Fluorescence anisotropy.

The membrane fluidity was indicated by fluorescence anisotropy. For obtaining an abundance of young germlings, 10⁸ conidia were cultured in 100 ml of liquid MM at 30°C at 220 rpm (15 h for the wild-type and cybE complement strains; 20 h for the cybE deletion strain). The subsequent procedures refer to the previous descriptions (57). Briefly, mycelia were collected and mixed with 11% mannitol that contained 0.25% (vol/vol) formaldehyde for fixation (0.5 h).
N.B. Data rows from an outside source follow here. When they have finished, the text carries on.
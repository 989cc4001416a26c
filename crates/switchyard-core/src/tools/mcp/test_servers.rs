//! MCP server used by the rmcp round-trip tests.

use std::sync::Arc;
use std::sync::atomic::{AtomicU32, Ordering};
use std::time::Duration;

use rmcp::handler::server::{router::tool::ToolRouter, tool::Parameters};
use rmcp::schemars;
use rmcp::service::ServiceExt;
use rmcp::{
    ErrorData, ServerHandler,
    model::{CallToolResult, Content, ServerCapabilities, ServerInfo},
    tool, tool_handler, tool_router,
};
use serde_json::json;
use tokio::net::TcpListener;
use tokio::task::JoinHandle;
use tracing::debug;

#[derive(Debug, Clone)]
pub struct WeatherMcpService {
    call_count: Arc<AtomicU32>,
    tool_router: ToolRouter<WeatherMcpService>,
}

impl WeatherMcpService {
    pub fn new() -> Self {
        Self {
            call_count: Arc::new(AtomicU32::new(0)),
            tool_router: Self::tool_router(),
        }
    }

    fn bump(&self) {
        self.call_count.fetch_add(1, Ordering::SeqCst);
    }
}

#[derive(Debug, serde::Deserialize, schemars::JsonSchema)]
pub struct EchoRequest {
    #[schemars(description = "Message to echo back")]
    pub message: String,
}

#[derive(Debug, serde::Deserialize, schemars::JsonSchema)]
pub struct AddRequest {
    pub a: f64,
    pub b: f64,
}

#[derive(Debug, serde::Deserialize, schemars::JsonSchema)]
pub struct SearchRequest {
    pub query: String,
    #[serde(rename = "topK")]
    pub top_k: Option<usize>,
}

#[tool_router]
impl WeatherMcpService {
    #[tool(description = "Echo back the input message")]
    async fn echo(
        &self,
        Parameters(EchoRequest { message }): Parameters<EchoRequest>,
    ) -> Result<CallToolResult, ErrorData> {
        self.bump();
        Ok(CallToolResult::success(vec![Content::text(message)]))
    }

    #[tool(description = "Add two numbers together")]
    async fn add(
        &self,
        Parameters(AddRequest { a, b }): Parameters<AddRequest>,
    ) -> Result<CallToolResult, ErrorData> {
        self.bump();
        Ok(CallToolResult::success(vec![Content::text(format!(
            "{}",
            a + b
        ))]))
    }

    #[tool(description = "Find tools relevant to a query")]
    async fn search_tools(
        &self,
        Parameters(SearchRequest { query, top_k }): Parameters<SearchRequest>,
    ) -> Result<CallToolResult, ErrorData> {
        self.bump();
        let hits: Vec<_> = ["forecast", "radar", "alerts"]
            .iter()
            .take(top_k.unwrap_or(usize::MAX))
            .map(|name| {
                json!({
                    "name": format!("{query}_{name}"),
                    "description": format!("{name} for a {query} question"),
                    "inputSchema": {"type": "object", "properties": {"city": {"type": "string"}}}
                })
            })
            .collect();
        Ok(CallToolResult::success(vec![Content::text(
            json!({ "tools": hits }).to_string(),
        )]))
    }

    #[tool(description = "Take a long time to answer")]
    async fn slow(&self) -> Result<CallToolResult, ErrorData> {
        self.bump();
        tokio::time::sleep(Duration::from_secs(30)).await;
        Ok(CallToolResult::success(vec![Content::text("finally")]))
    }

    #[tool(description = "Always fails")]
    async fn explode(&self) -> Result<CallToolResult, ErrorData> {
        self.bump();
        Ok(CallToolResult::error(vec![Content::text("kaboom")]))
    }
}

#[tool_handler]
impl ServerHandler for WeatherMcpService {
    fn get_info(&self) -> ServerInfo {
        ServerInfo {
            capabilities: ServerCapabilities::builder().enable_tools().build(),
            instructions: None,
            ..Default::default()
        }
    }
}

/// Serve [`WeatherMcpService`] on an ephemeral local port.
pub async fn start_tcp_server() -> (u16, JoinHandle<()>) {
    let listener = TcpListener::bind("127.0.0.1:0").await.unwrap();
    let port = listener.local_addr().unwrap().port();
    let service = WeatherMcpService::new();

    let task = tokio::spawn(async move {
        while let Ok((stream, addr)) = listener.accept().await {
            debug!("Accepted connection from {addr}");
            let service = service.clone();
            tokio::spawn(async move {
                if let Ok(running) = service.serve(stream).await {
                    let _ = running.waiting().await;
                }
            });
        }
    });

    (port, task)
}
use std::sync::Arc;

use async_trait::async_trait;
use switchyard_tools::{CallToolRequest, CallToolResponse, ToolSchema};

use super::error::McpError;

/// Performs the protocol handshake with one remote endpoint.
#[async_trait]
pub trait McpConnector: Send + Sync {
    async fn connect(&self) -> Result<Arc<dyn McpConnection>, McpError>;
}

/// An established session with a remote tool server.
#[async_trait]
pub trait McpConnection: Send + Sync {
    /// Full catalog, following pagination.
    async fn list_tools(&self) -> Result<Vec<ToolSchema>, McpError>;

    async fn call_tool(&self, request: CallToolRequest) -> Result<CallToolResponse, McpError>;

    async fn close(&self) -> Result<(), McpError>;
}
Mycelia were resuspended in 10 ml osmotic medium (1.2 M MgSO₄, 6.8 mM NaH₂PO₄, and 3.2 mM Na₂HPO₄, pH 5.8) containing 20 mg yatalase and 30 mg lysing enzymes for 4 h at 28°C. Then, protoplasts were washed twice with PBS buffer (pH 7.4) containing 0.25% (vol/vol) formaldehyde and incubated for 1 h at 37°C with 5 μM 1,6-diphenyl-1,3,5-hexatriene (DPH) probe. The unlabeled probe in solution was removed by centrifugation at 3 × 10³ × g for 5 min. Then, cells were resuspended in PBS buffer, and the optical density at 600 nm (OD₆₀₀) of the mixture was adjusted to 0.5. Fluorescence anisotropy was measured at 37°C using a circular dichroism spectrometer with emission at 430 nm and excitation at 360 nm. Anisotropy values (r) were calculated as the formula (I_VV − I_VH)/(I_VV + 2I_VH), where I is the corrected fluorescence intensity, and the subscripts H and V indicate the values obtained with horizontal and vertical orientations, respectively, of the emission analyzer and excitation polarizer. Increases in fluorescence anisotropy indicated decreases in the fluidity of the lipid bilayer.